If you’re long gold, or you sit in FTSE trackers and UK funds, this matters. You either surfed the right waves, or you owned the wrong stories and the index return is hiding the pain.
Levels – the winners and losers that actually mattered
This is where the money was made and lost.
FTSE 100: Best Performers in 2025
| Company | Total Return |
|---|---|
| Fresnillo | 364% |
| Airtel Africa | 179% |
| Endeavour Mining | 160% |
| Babcock | 121% |
| Rolls-Royce | 84% |
| Lloyds | 80% |
| Antofagasta | 79% |
| Prudential | 74% |
| Standard Chartered | 73% |
| Barclays | 63% |
Source: AJ Bell, ShareScope. Total return to 1 December 2025 (including dividends).
- Gold and silver first. Fresnillo and other precious-metal names were the cleanest way for UK investors to play the gold move without touching futures. If you believed the gold story early, you got paid properly.
- Banks on tech-style returns. Lloyds, Standard Chartered, Barclays – this is what higher-for-longer rates plus halfway-decent execution looks like. But those reratings also mean the easy money is behind you.
- Rolls-Royce and defence. Three years in the top 10 isn’t luck. The market moved from “might die” to “cash machine with a growth angle”. Same backdrop that keeps gold in play: geopolitical risk doesn’t sleep.
FTSE 100: Worst Performers in 2025
| Company | Total Return |
|---|---|
| WPP | -60% |
| Bunzl | -31% |
| Diageo | -28% |
| Mondi | -23% |
| London Stock Exchange Group | -21% |
| Pearson | -20% |
| Auto Trader | -19% |
| JD Sports Fashion | -18% |
| Hikma Pharmaceuticals | -18% |
| Croda | -16% |
Source: AJ Bell, ShareScope. Total return to 1 December 2025 (including dividends).

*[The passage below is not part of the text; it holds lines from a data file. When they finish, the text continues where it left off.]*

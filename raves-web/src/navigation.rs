//! Router-backed navigation for the filter dialog

use crate::Route;
use dioxus::prelude::*;
use raves_common::{QueryParams, WITH_GENRES};
use tracing::warn;

pub(crate) const SEARCH_PATH: &str = "/search";

/// Pushes `path?query` onto the app router.
pub struct RouterNavigator;

impl raves_common::Navigator for RouterNavigator {
    fn navigate(&mut self, path: &str, query: &str) {
        match route_for(path, query) {
            Some(route) => {
                navigator().push(route);
            }
            None => warn!("Not navigating to unroutable {}?{}", path, query),
        }
    }
}

/// Build the typed route for `path` with an encoded `query`.
///
/// Search params are decoded here and handed to the route as values, so
/// reserved characters in the search text reach the page intact.
pub(crate) fn route_for(path: &str, query: &str) -> Option<Route> {
    if path == SEARCH_PATH {
        let params = QueryParams::parse(query);
        return Some(Route::Search {
            q: params.get("q").map(str::to_string),
            with_genres: params.get(WITH_GENRES).map(str::to_string),
        });
    }
    path.parse::<Route>().ok()
}
use crate::filters::query::AppliedSelection;
use crate::genre::GenreToken;

/// In-progress genre choices while the filter dialog is open.
///
/// Membership has set semantics (no duplicates); insertion order is kept so
/// the committed `with_genres` value lists genres in the order they were
/// picked.
#[derive(Clone, Debug, Default, PartialEq)]
pub struct WorkingSelection {
    tokens: Vec<GenreToken>,
}

impl WorkingSelection {
    pub fn new() -> Self {
        Self::default()
    }

    /// Seed from the applied filter, collapsing duplicate tokens.
    pub fn from_applied(applied: &AppliedSelection) -> Self {
        applied.tokens().iter().copied().collect()
    }

    pub fn contains(&self, genre_id: i64) -> bool {
        self.tokens.contains(&GenreToken::Id(genre_id))
    }

    /// Remove `genre_id` if selected, otherwise add it. Returns whether the
    /// genre is selected afterwards.
    pub fn toggle(&mut self, genre_id: i64) -> bool {
        let token = GenreToken::Id(genre_id);
        if let Some(pos) = self.tokens.iter().position(|t| *t == token) {
            self.tokens.remove(pos);
            false
        } else {
            self.tokens.push(token);
            true
        }
    }

    /// Empty the selection. Returns false (and does nothing) when it was
    /// already empty.
    pub fn clear(&mut self) -> bool {
        if self.tokens.is_empty() {
            return false;
        }
        self.tokens.clear();
        true
    }

    pub fn tokens(&self) -> &[GenreToken] {
        &self.tokens
    }

    pub fn len(&self) -> usize {
        self.tokens.len()
    }

    pub fn is_empty(&self) -> bool {
        self.tokens.is_empty()
    }

    /// Comma-joined value for the `with_genres` parameter.
    pub fn to_param_value(&self) -> String {
        self.tokens
            .iter()
            .map(|t| t.to_string())
            .collect::<Vec<_>>()
            .join(",")
    }
}

impl FromIterator<GenreToken> for WorkingSelection {
    fn from_iter<I: IntoIterator<Item = GenreToken>>(iter: I) -> Self {
        let mut tokens: Vec<GenreToken> = Vec::new();
        for token in iter {
            if !tokens.contains(&token) {
                tokens.push(token);
            }
        }
        Self { tokens }
    }
}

- “Quality” isn’t a shield. WPP, Diageo, LSE Group – widely owned, widely respected, and still delivered double-digit negative returns. Brand and history don’t protect you if the story cracks.
- Structural doubt gets punished. WPP can’t convince the market it has a clear future path. LSE keeps telling everyone it’s a data business, but the rating says investors aren’t buying it at old multiples.
- Safe can be the real risk. Plenty of UK investors sit in these names via funds and “steady” portfolios. On a year the index looks great, their experience can still be poor.
Human Truth
Most UK investors look at the FTSE headline return and think “job done”. The professionals look at lists like this and ask one question: was I long the right trends, or did I just own comfort names that went nowhere?
Calendar – what matters next
This isn’t just a scoreboard; it’s a setup for 2026:
- Gold and real yields: if the soft-landing plus easing narrative holds, gold names can stay strong – especially if big houses are openly talking about 5k into 2026.
- UK rates and banks: any shift in the Bank of England’s stance, or clear signs of slower credit growth, will matter for Lloyds, Barclays, and friends more than the “great year” story.
- FTSE reshuffle and earnings: WPP dropping out of the index and the next round of results will tell you whether this year’s losers are value, or value traps.